Transgenic Mice Overexpressing Human STIM2 and ORAI1 in Neurons Exhibit Changes in Behavior and Calcium Homeostasis but Show No Signs of Neurodegeneration

The maintenance of proper cytosolic Ca(2+) level is crucial for neuronal survival, and dysregulation of Ca(2+) homeostasis is found in a variety of neurological disorders, including Alzheimer’s disease. According to the “Ca(2+) hypothesis of aging”, Ca(2+) disturbances precede the onset of AD symptoms and lead to neurodegeneration. STIM and ORAI proteins are involved in neuronal physiological and pathological processes as essential components of the store-operated Ca(2+) entry. Our previous data suggested that overexpression of STIM2 and ORAI1 might increase basal neuronal cytosolic Ca(2+) level.
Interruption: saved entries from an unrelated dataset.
//! Commonly used data types for the filament node.
//!
//! The chain is a single sequence of blocks linked by parent-hash pointers,
//! one sequence per shard. Each block commits to its receipts via
//! `receipts_root`; receipts carry the contract logs that the RPC filter
//! layer matches against.

#![warn(missing_docs, unreachable_pub)]

mod block;
mod receipt;
mod shard;

pub use block::{Block, BlockNumber};
pub use receipt::{Log, Receipt};
pub use shard::ShardId;

pub use alloy_primitives::{self, Address, Bytes, B256, U256};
We generated double transgenic mice overexpressing these two genes in neurons, expecting that the increased basal Ca(2+) concentration will lead to premature neurodegeneration. We observed changes in Ca(2+) homeostasis and electrophysiological properties in acute brain slices of STIM2/ORAI1 neurons. However, we did not observe any augmentation of neurodegenerative processes, as tested by Fluoro-Jade(®) C staining and assessment of amyloidogenesis. The battery of behavioral tests did not show any signs of accelerated aging. We conclude that changes of calcium homeostasis induced by overexpression of STIM2 and ORAI1 had no substantial adverse effects on neurons and did not lead to early neurodegeneration.